━━ SUPPLIED INFORMATION ━━

// src/callbacks.rs

use std::sync::Arc;

use async_trait::async_trait;

use crate::error::KogiaResult;

/// Source of backlog measurements
///
/// Implement this to feed queue depths (or any other countable backlog) to
/// the autoscaler.
#[cfg_attr(test, mockall::automock)]
#[async_trait]
pub trait MetricSource: Send + Sync {
    /// Current backlog of the named metric, e.g. messages waiting in a queue
    ///
    /// Failures are treated as transient: the autoscaler logs them and counts
    /// the metric as zero for that sample.
    async fn get_metric(&self, name: &str) -> KogiaResult<i64>;
}

/// Container orchestrator that owns the replica counts
#[cfg_attr(test, mockall::automock)]
#[async_trait]
pub trait Orchestrator: Send + Sync {
    /// Number of replicas the service is currently configured to run
    async fn get_replicas(&self, service: &str) -> KogiaResult<i64>;

    /// Change the number of replicas of a service
    ///
    /// Must fail with [`KogiaError::NotReplicated`](crate::KogiaError::NotReplicated)
    /// if the service is not in a replica-settable mode.
    async fn set_replicas(&self, service: &str, count: i64) -> KogiaResult<()>;
}

/// Both backends a running autoscaler talks to
#[derive(Clone)]
pub struct KogiaCallbacks {
    pub metric_source: Arc<dyn MetricSource>,
    pub orchestrator: Arc<dyn Orchestrator>,
}

impl KogiaCallbacks {
    pub fn new(metric_source: Arc<dyn MetricSource>, orchestrator: Arc<dyn Orchestrator>) -> Self {
        Self {
            metric_source,
            orchestrator,
        }
    }
}
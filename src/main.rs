//! Kogia CLI
//!
//! Autoscales docker swarm services on RabbitMQ queue depth.

use std::io::Write;
use std::process::ExitCode;
use std::sync::Arc;

use clap::Parser;
use tracing::{error, info};
use tracing_subscriber::EnvFilter;

use kogia::backends::{DockerSwarm, RabbitMqMetrics};
use kogia::utils::format_duration;
use kogia::{
    ConfigLoader, KogiaCallbacks, KogiaConfig, KogiaEngine, KogiaError, KogiaHandle, KogiaResult,
    ResolvedConfig, DEFAULT_CONFIG_PATH,
};

/// Kogia - queue-driven autoscaler for docker swarm services
#[derive(Parser)]
#[command(name = "kogia")]
#[command(author, version, about, long_about = None)]
struct Cli {
    /// Configuration file path
    #[arg(short, long, default_value = DEFAULT_CONFIG_PATH)]
    config: String,

    /// Check the configuration and exit
    #[arg(short, long)]
    test: bool,

    /// Enable debug logging
    #[arg(short, long)]
    verbose: bool,
}

#[tokio::main]
async fn main() -> ExitCode {
    let cli = Cli::parse();

    // RUST_LOG wins over -v
    let level = if cli.verbose { "debug" } else { "info" };
    let filter = EnvFilter::try_from_default_env().unwrap_or_else(|_| EnvFilter::new(level));
    tracing_subscriber::fmt().with_env_filter(filter).init();

    let result = if cli.test {
        test_config(&cli.config)
    } else {
        run(&cli.config).await
    };

    match result {
        Ok(()) => ExitCode::SUCCESS,
        Err(e) => {
            match write_report(&mut std::io::stdout(), &e) {
                Ok(true) => {}
                Ok(false) => error!("{}", e),
                Err(io) => error!("{} ({})", e, io),
            }
            ExitCode::FAILURE
        }
    }
}

/// Validation reports go to stdout next to the `-t` summary; returns
/// whether `err` was one
fn write_report(out: &mut impl Write, err: &KogiaError) -> std::io::Result<bool> {
    match err {
        KogiaError::Validation { report } => {
            write!(out, "{}", report)?;
            out.flush()?;
            Ok(true)
        }
        _ => Ok(false),
    }
}

fn load(path: &str) -> KogiaResult<KogiaConfig> {
    let config = ConfigLoader::load_file(path)?;
    info!(path, services = config.services.len(), "configuration loaded");
    Ok(config)
}

fn test_config(path: &str) -> KogiaResult<()> {
    let config = load(path)?;
    println!("the configuration file {} syntax is ok", path);

    let resolved = config.resolve()?;
    print_summary(&resolved);
    println!("configuration file {} test is successful", path);
    Ok(())
}

fn print_summary(config: &ResolvedConfig) {
    println!("services ({}):", config.services().len());
    for policy in config.services() {
        println!(
            "  - {}: metrics [{}], coverage {}, threshold {}, replicas {}..{}, sample every {}, scale every {}, delays up {} / down {}",
            policy.service,
            policy.metrics.join(", "),
            policy.coverage,
            policy.threshold,
            policy.min_replicas,
            policy.max_replicas,
            format_duration(policy.sample_rate),
            format_duration(policy.scale_rate),
            format_duration(policy.upscale_delay),
            format_duration(policy.downscale_delay),
        );
    }
}

async fn run(path: &str) -> KogiaResult<()> {
    let config = load(path)?.resolve()?;
    let connection = &config.connection;

    let metrics = RabbitMqMetrics::connect(&connection.amqp, connection.timeout).await?;
    let swarm = DockerSwarm::connect(&connection.docker, connection.timeout).await?;
    info!(vhost = metrics.vhost(), "backends connected");

    let engine = KogiaEngine::new(&config, KogiaCallbacks::new(Arc::new(metrics), Arc::new(swarm)))?;
    tokio::spawn(shutdown_on_signal(engine.handle()));

    engine.start().await
}

async fn shutdown_on_signal(handle: KogiaHandle) {
    #[cfg(unix)]
    {
        use tokio::signal::unix::{signal, SignalKind};

        match signal(SignalKind::terminate()) {
            Ok(mut terminate) => {
                tokio::select! {
                    _ = tokio::signal::ctrl_c() => {}
                    _ = terminate.recv() => {}
                }
            }
            Err(e) => {
                error!("failed to listen for SIGTERM: {}", e);
                let _ = tokio::signal::ctrl_c().await;
            }
        }
    }
    #[cfg(not(unix))]
    {
        let _ = tokio::signal::ctrl_c().await;
    }

    info!("shutdown requested");
    handle.shutdown();
}
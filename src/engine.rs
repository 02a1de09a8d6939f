// src/engine.rs

use futures::future::join_all;
use tokio::time::{interval_at, Instant, MissedTickBehavior};
use tokio_util::sync::CancellationToken;
use tracing::{debug, error, info, warn};

use crate::callbacks::KogiaCallbacks;
use crate::config::{ServiceErrors, ValidationReport};
use crate::error::{KogiaError, KogiaResult};
use crate::policies::{bound, required, ScaleDirection, UNSIZABLE};
use crate::types::{Policy, ResolvedConfig};

/// What a single sampling tick did
#[derive(Debug, Clone, PartialEq, Eq)]
pub enum TickOutcome {
    /// A sample was recorded, no scale cycle ended on this tick
    Sampled { sample: i64 },
    /// The current replica count could not be read, cycle aborted
    ReplicasUnavailable,
    /// Service already runs the target number of replicas
    Unchanged { replicas: i64 },
    /// Rescale needed but the cooldown for this direction has not elapsed
    CoolingDown {
        direction: ScaleDirection,
        target: i64,
        current: i64,
    },
    /// The orchestrator accepted the new replica count
    Scaled {
        direction: ScaleDirection,
        from: i64,
        to: i64,
    },
    /// The orchestrator rejected the new replica count, retried next cycle
    ScaleFailed {
        direction: ScaleDirection,
        target: i64,
        current: i64,
    },
}

/// Most recent aggregate samples, trimmed to one scale cycle
#[derive(Debug, Clone)]
pub struct SampleWindow {
    samples: Vec<i64>,
    size: usize,
}

impl SampleWindow {
    pub fn new(size: usize) -> Self {
        Self {
            samples: Vec::with_capacity(size),
            size,
        }
    }

    pub fn push(&mut self, sample: i64) {
        self.samples.push(sample);
    }

    /// Drop everything but the last `size` samples
    pub fn trim(&mut self) {
        if self.samples.len() > self.size {
            let excess = self.samples.len() - self.size;
            self.samples.drain(..excess);
        }
    }

    pub fn samples(&self) -> &[i64] {
        &self.samples
    }
}

/// Tracks the scale cycle of the last successful rescale.
///
/// A rescale in either direction restarts both cooldowns.
#[derive(Debug, Clone)]
pub struct CooldownClock {
    rescaled_at: Option<u64>,
    upscale_delay: u64,
    downscale_delay: u64,
}

impl CooldownClock {
    /// Delays are in scale cycles
    pub fn new(upscale_delay: u64, downscale_delay: u64) -> Self {
        Self {
            rescaled_at: None,
            upscale_delay,
            downscale_delay,
        }
    }

    /// Whether a rescale in `direction` may happen during `cycle`
    pub fn permits(&self, direction: ScaleDirection, cycle: u64) -> bool {
        let delay = match direction {
            ScaleDirection::Up => self.upscale_delay,
            ScaleDirection::Down => self.downscale_delay,
            ScaleDirection::Maintain => return false,
        };

        match self.rescaled_at {
            Some(at) => cycle >= at.saturating_add(delay),
            None => true, // Never scaled before
        }
    }

    pub fn record(&mut self, cycle: u64) {
        self.rescaled_at = Some(cycle);
    }

    pub fn last_rescale(&self) -> Option<u64> {
        self.rescaled_at
    }
}

/// Control loop for one service.
///
/// Samples the configured metrics every `sample_rate`, and at the end of
/// every scale cycle sizes the service from the window, clamps the result
/// and applies it if the cooldown for that direction has elapsed.
pub struct Autoscaler {
    policy: Policy,
    callbacks: KogiaCallbacks,
    ticks: u64,
    scale_ratio: u64,
    window: SampleWindow,
    cooldown: CooldownClock,
}

impl Autoscaler {
    /// Create an autoscaler for a policy that has already been merged with
    /// the defaults. Fails if the policy does not validate.
    pub fn new(policy: Policy, callbacks: KogiaCallbacks) -> KogiaResult<Self> {
        let errors = policy.validate();
        if !errors.is_empty() {
            let mut report = ValidationReport::default();
            report.push(ServiceErrors {
                service: policy.service.clone(),
                errors,
            });
            return Err(KogiaError::Validation { report });
        }

        let scale_ratio = policy.scale_ratio();
        let window_size = usize::try_from(scale_ratio)
            .map_err(|_| KogiaError::config("scale_rate / sample_rate is too large"))?;

        Ok(Self {
            cooldown: CooldownClock::new(
                policy.upscale_delay_cycles(),
                policy.downscale_delay_cycles(),
            ),
            window: SampleWindow::new(window_size),
            scale_ratio,
            ticks: 0,
            callbacks,
            policy,
        })
    }

    pub fn policy(&self) -> &Policy {
        &self.policy
    }

    pub fn ticks(&self) -> u64 {
        self.ticks
    }

    pub fn window(&self) -> &[i64] {
        self.window.samples()
    }

    /// Scale cycle of the last successful rescale
    pub fn last_rescale(&self) -> Option<u64> {
        self.cooldown.last_rescale()
    }

    /// Run until `shutdown` is cancelled, ticking every `sample_rate`.
    ///
    /// Cancellation is only observed between ticks.
    pub async fn run(mut self, shutdown: CancellationToken) {
        let period = self.policy.sample_rate;
        let mut timer = interval_at(Instant::now() + period, period);
        timer.set_missed_tick_behavior(MissedTickBehavior::Delay);

        info!(service = %self.policy.service, "starting autoscaler");
        loop {
            tokio::select! {
                _ = shutdown.cancelled() => {
                    info!(service = %self.policy.service, "autoscaler shutting down");
                    break;
                }
                _ = timer.tick() => {
                    let outcome = self.tick().await;
                    debug!(service = %self.policy.service, tick = self.ticks, ?outcome, "tick finished");
                }
            }
        }
    }

    /// Record one sample and, on a scale-cycle boundary, evaluate the window
    pub async fn tick(&mut self) -> TickOutcome {
        self.ticks += 1;

        let sample = self.sample().await;
        self.window.push(sample);

        if self.ticks % self.scale_ratio != 0 {
            return TickOutcome::Sampled { sample };
        }

        self.window.trim();
        let cycle = self.ticks / self.scale_ratio;
        self.rescale(cycle).await
    }

    /// Sum of all configured metrics; failed metrics count as zero
    async fn sample(&self) -> i64 {
        let mut total: i64 = 0;
        for name in &self.policy.metrics {
            match self.callbacks.metric_source.get_metric(name).await {
                Ok(value) => total = total.saturating_add(value),
                Err(e) => {
                    error!(
                        service = %self.policy.service,
                        metric = %name,
                        "failed to get metric: {}", e
                    );
                }
            }
        }
        total
    }

    async fn rescale(&mut self, cycle: u64) -> TickOutcome {
        let service = self.policy.service.as_str();

        let wanted = required(self.window.samples(), self.policy.coverage, self.policy.threshold);
        if wanted == UNSIZABLE {
            // the sentinel still goes through bound and lands on min_replicas
            warn!(service, cycle, window = ?self.window.samples(), "unable to size sample window");
        }
        let target = bound(wanted, self.policy.min_replicas, self.policy.max_replicas);

        let orchestrator = &self.callbacks.orchestrator;
        let current = match orchestrator.get_replicas(service).await {
            Ok(current) => current,
            Err(e) => {
                error!(service, cycle, "failed to get replica count: {}", e);
                return TickOutcome::ReplicasUnavailable;
            }
        };

        let direction = ScaleDirection::between(target, current);
        if direction == ScaleDirection::Maintain {
            debug!(service, cycle, replicas = current, "no rescale needed");
            return TickOutcome::Unchanged { replicas: current };
        }

        if !self.cooldown.permits(direction, cycle) {
            debug!(
                service,
                cycle,
                ?direction,
                target,
                current,
                last_rescale = ?self.cooldown.last_rescale(),
                "rescale skipped due to cooldown"
            );
            return TickOutcome::CoolingDown {
                direction,
                target,
                current,
            };
        }

        match orchestrator.set_replicas(service, target).await {
            Ok(()) => {
                self.cooldown.record(cycle);
                info!(service, cycle, from = current, to = target, "{} scaled to {}", service, target);
                TickOutcome::Scaled {
                    direction,
                    from: current,
                    to: target,
                }
            }
            Err(e) => {
                error!(service, cycle, target, "failed to scale: {}", e);
                TickOutcome::ScaleFailed {
                    direction,
                    target,
                    current,
                }
            }
        }
    }
}

/// Runs one [`Autoscaler`] per configured service
pub struct KogiaEngine {
    scalers: Vec<Autoscaler>,
    shutdown: CancellationToken,
}

impl KogiaEngine {
    /// Create a new engine for every service of a resolved configuration
    pub fn new(config: &ResolvedConfig, callbacks: KogiaCallbacks) -> KogiaResult<Self> {
        let scalers = config
            .services()
            .iter()
            .map(|policy| Autoscaler::new(policy.clone(), callbacks.clone()))
            .collect::<KogiaResult<Vec<_>>>()?;

        Ok(Self {
            scalers,
            shutdown: CancellationToken::new(),
        })
    }

    /// Get a handle to stop the engine
    pub fn handle(&self) -> KogiaHandle {
        KogiaHandle {
            shutdown: self.shutdown.clone(),
        }
    }

    pub fn services(&self) -> impl Iterator<Item = &str> {
        self.scalers.iter().map(|s| s.policy().service.as_str())
    }

    /// Start every autoscaler and wait until all of them have stopped
    pub async fn start(self) -> KogiaResult<()> {
        if self.scalers.is_empty() {
            warn!("no services configured, nothing to autoscale");
        }
        info!(services = self.scalers.len(), "Kogia engine starting...");

        let tasks: Vec<_> = self
            .scalers
            .into_iter()
            .map(|scaler| tokio::spawn(scaler.run(self.shutdown.child_token())))
            .collect();

        for result in join_all(tasks).await {
            if let Err(e) = result {
                error!("autoscaler task failed: {}", e);
            }
        }

        info!("Kogia engine stopped");
        Ok(())
    }
}

/// Handle for stopping a running engine
#[derive(Clone)]
pub struct KogiaHandle {
    shutdown: CancellationToken,
}

impl KogiaHandle {
    /// Ask every autoscaler to stop after its current tick
    pub fn shutdown(&self) {
        self.shutdown.cancel();
    }

    pub fn is_shutdown(&self) -> bool {
        self.shutdown.is_cancelled()
    }
}
//! Concrete metric sources and orchestrators.
//!
//! `memory` is always available. The HTTP backends need the
//! `http-backends` feature.

pub mod memory;
#[cfg(feature = "http-backends")]
pub mod rabbitmq;
#[cfg(feature = "http-backends")]
pub mod swarm;

pub use memory::{InMemoryOrchestrator, StaticMetrics};
#[cfg(feature = "http-backends")]
pub use rabbitmq::RabbitMqMetrics;
#[cfg(feature = "http-backends")]
pub use swarm::DockerSwarm;

#[cfg(feature = "http-backends")]
use crate::error::{KogiaError, KogiaResult};

/// Management API port used for `amqp://` broker addresses
#[cfg(feature = "http-backends")]
pub const MANAGEMENT_PORT: u16 = 15672;
/// Management API port used for `amqps://` broker addresses
#[cfg(feature = "http-backends")]
pub const MANAGEMENT_TLS_PORT: u16 = 15671;
/// Docker daemon port used for `tcp://` addresses without one
#[cfg(feature = "http-backends")]
pub const DOCKER_PORT: u16 = 2375;

#[cfg(feature = "http-backends")]
fn parse_url(kind: &str, address: &str) -> KogiaResult<reqwest::Url> {
    reqwest::Url::parse(address)
        .map_err(|e| KogiaError::config(format!("invalid {} address '{}': {}", kind, address, e)))
}

#[cfg(feature = "http-backends")]
fn unsupported(kind: &str, scheme: &str, expected: &str) -> KogiaError {
    KogiaError::config(format!(
        "unsupported {} address scheme '{}', expected {}",
        kind, scheme, expected
    ))
}

/// Rebuild `url` as an http(s) URL, keeping credentials, host and path.
///
/// `Url::set_scheme` cannot switch between special and non-special schemes.
#[cfg(feature = "http-backends")]
fn rebase(kind: &str, url: &reqwest::Url, scheme: &str, port: u16) -> KogiaResult<reqwest::Url> {
    let host = url
        .host_str()
        .filter(|h| !h.is_empty())
        .ok_or_else(|| KogiaError::config(format!("{} address '{}' has no host", kind, url)))?;

    let mut rebased = parse_url(kind, &format!("{}://{}:{}/", scheme, host, port))?;
    let invalid = || KogiaError::config(format!("invalid {} address '{}'", kind, url));
    rebased.set_username(url.username()).map_err(|_| invalid())?;
    rebased.set_password(url.password()).map_err(|_| invalid())?;
    rebased.set_path(url.path());
    Ok(rebased)
}

#[cfg(feature = "http-backends")]
fn ensure_base(kind: &str, url: reqwest::Url) -> KogiaResult<reqwest::Url> {
    if url.cannot_be_a_base() {
        return Err(KogiaError::config(format!(
            "{} address '{}' cannot be used as a base URL",
            kind, url
        )));
    }
    Ok(url)
}

/// Management API endpoint for a broker address.
///
/// `http(s)://` addresses are used as is. `amqp://` maps to
/// `http://host:15672` and `amqps://` to `https://host:15671`, keeping the
/// credentials and the vhost path.
#[cfg(feature = "http-backends")]
fn amqp_management_endpoint(address: &str) -> KogiaResult<reqwest::Url> {
    let url = parse_url("amqp", address)?;
    let url = match url.scheme() {
        "http" | "https" => url,
        "amqp" => rebase("amqp", &url, "http", MANAGEMENT_PORT)?,
        "amqps" => rebase("amqp", &url, "https", MANAGEMENT_TLS_PORT)?,
        other => return Err(unsupported("amqp", other, "amqp, amqps, http or https")),
    };
    ensure_base("amqp", url)
}

/// HTTP endpoint for a docker daemon address.
///
/// `tcp://host:port` maps to `http://host:port` (port 2375 if missing).
/// Unix sockets are rejected.
#[cfg(feature = "http-backends")]
fn docker_endpoint(address: &str) -> KogiaResult<reqwest::Url> {
    let url = parse_url("docker", address)?;
    let url = match url.scheme() {
        "http" | "https" => url,
        "tcp" => {
            let port = url.port().unwrap_or(DOCKER_PORT);
            rebase("docker", &url, "http", port)?
        }
        "unix" => {
            return Err(KogiaError::config(format!(
                "docker address '{}' is a unix socket, which is not supported; \
                 expose the daemon on tcp:// or http://",
                address
            )))
        }
        other => return Err(unsupported("docker", other, "tcp, http or https")),
    };
    ensure_base("docker", url)
}

/// Turn a non-2xx response into a backend error carrying the response body
#[cfg(feature = "http-backends")]
async fn expect_success(
    operation: &str,
    response: reqwest::Response,
) -> KogiaResult<reqwest::Response> {
    let status = response.status();
    if status.is_success() {
        return Ok(response);
    }

    let body = response.text().await.unwrap_or_default();
    Err(KogiaError::backend(
        operation.to_string(),
        format!("{}: {}", status, body.trim()),
    ))
}
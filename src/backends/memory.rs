//! In-process backends for tests and dry runs.

use std::collections::{HashMap, HashSet};

use async_trait::async_trait;
use tokio::sync::RwLock;

use crate::callbacks::{MetricSource, Orchestrator};
use crate::error::{KogiaError, KogiaResult};

/// Metric source that reports fixed values
#[derive(Debug, Clone, Default)]
pub struct StaticMetrics {
    fallback: i64,
    values: HashMap<String, i64>,
    failing: HashSet<String>,
}

impl StaticMetrics {
    /// Every metric reports `fallback` unless overridden
    pub fn new(fallback: i64) -> Self {
        Self {
            fallback,
            ..Self::default()
        }
    }

    pub fn with_metric(mut self, name: &str, value: i64) -> Self {
        self.values.insert(name.to_string(), value);
        self
    }

    /// Make every lookup of `name` fail
    pub fn with_failure(mut self, name: &str) -> Self {
        self.failing.insert(name.to_string());
        self
    }
}

#[async_trait]
impl MetricSource for StaticMetrics {
    async fn get_metric(&self, name: &str) -> KogiaResult<i64> {
        if self.failing.contains(name) {
            return Err(KogiaError::backend(
                "get_metric",
                format!("metric '{}' is unavailable", name),
            ));
        }
        Ok(self.values.get(name).copied().unwrap_or(self.fallback))
    }
}

#[derive(Debug, Clone)]
struct ServiceState {
    replicas: i64,
    replicated: bool,
}

/// Orchestrator that keeps replica counts in memory
#[derive(Debug, Default)]
pub struct InMemoryOrchestrator {
    services: RwLock<HashMap<String, ServiceState>>,
    history: RwLock<Vec<(String, i64)>>,
}

impl InMemoryOrchestrator {
    pub fn new() -> Self {
        Self::default()
    }

    /// Register a replicated service
    pub fn with_service(mut self, name: &str, replicas: i64) -> Self {
        self.services.get_mut().insert(
            name.to_string(),
            ServiceState {
                replicas,
                replicated: true,
            },
        );
        self
    }

    /// Register a service in global mode, which cannot be scaled
    pub fn with_global_service(mut self, name: &str, replicas: i64) -> Self {
        self.services.get_mut().insert(
            name.to_string(),
            ServiceState {
                replicas,
                replicated: false,
            },
        );
        self
    }

    pub async fn replicas(&self, service: &str) -> Option<i64> {
        self.services.read().await.get(service).map(|s| s.replicas)
    }

    /// Every successful `set_replicas` call, oldest first
    pub async fn history(&self) -> Vec<(String, i64)> {
        self.history.read().await.clone()
    }
}

#[async_trait]
impl Orchestrator for InMemoryOrchestrator {
    async fn get_replicas(&self, service: &str) -> KogiaResult<i64> {
        self.replicas(service).await.ok_or_else(|| {
            KogiaError::backend("get_replicas", format!("service '{}' not found", service))
        })
    }

    async fn set_replicas(&self, service: &str, count: i64) -> KogiaResult<()> {
        let mut services = self.services.write().await;
        let state = services.get_mut(service).ok_or_else(|| {
            KogiaError::backend("set_replicas", format!("service '{}' not found", service))
        })?;
        if !state.replicated {
            return Err(KogiaError::not_replicated(service));
        }
        state.replicas = count;
        drop(services);

        self.history.write().await.push((service.to_string(), count));
        Ok(())
    }
}

#[cfg(test)]
mod tests {
    use super::*;
    use tokio_test::{assert_err, assert_ok};

    #[tokio::test]
    async fn test_static_metrics() {
        let metrics = StaticMetrics::new(123)
            .with_metric("jobs", 7)
            .with_failure("broken");

        assert_eq!(metrics.get_metric("anything").await.unwrap(), 123);
        assert_eq!(metrics.get_metric("jobs").await.unwrap(), 7);
        assert_err!(metrics.get_metric("broken").await);
    }

    #[tokio::test]
    async fn test_in_memory_orchestrator() {
        let swarm = InMemoryOrchestrator::new()
            .with_service("worker", 2)
            .with_global_service("agent", 3);

        assert_eq!(swarm.get_replicas("worker").await.unwrap(), 2);
        assert_ok!(swarm.set_replicas("worker", 5).await);
        assert_eq!(swarm.get_replicas("worker").await.unwrap(), 5);
        assert_eq!(swarm.history().await, vec![("worker".to_string(), 5)]);

        assert_err!(swarm.get_replicas("ghost").await);
        assert_err!(swarm.set_replicas("ghost", 1).await);
    }

    #[tokio::test]
    async fn test_global_services_cannot_be_scaled() {
        let swarm = InMemoryOrchestrator::new().with_global_service("agent", 3);

        let err = swarm.set_replicas("agent", 1).await.unwrap_err();
        assert!(matches!(err, KogiaError::NotReplicated { ref service } if service == "agent"));
        assert_eq!(swarm.replicas("agent").await, Some(3));
        assert!(swarm.history().await.is_empty());
    }
}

━━━

### [WHAT IS BEING ASKED]
For every line in the listing above that contains "ghost", copy that line.

### [RESULT]
        assert_err!(swarm.get_replicas("ghost").await);
        assert_err!(swarm.set_replicas("ghost", 1).await);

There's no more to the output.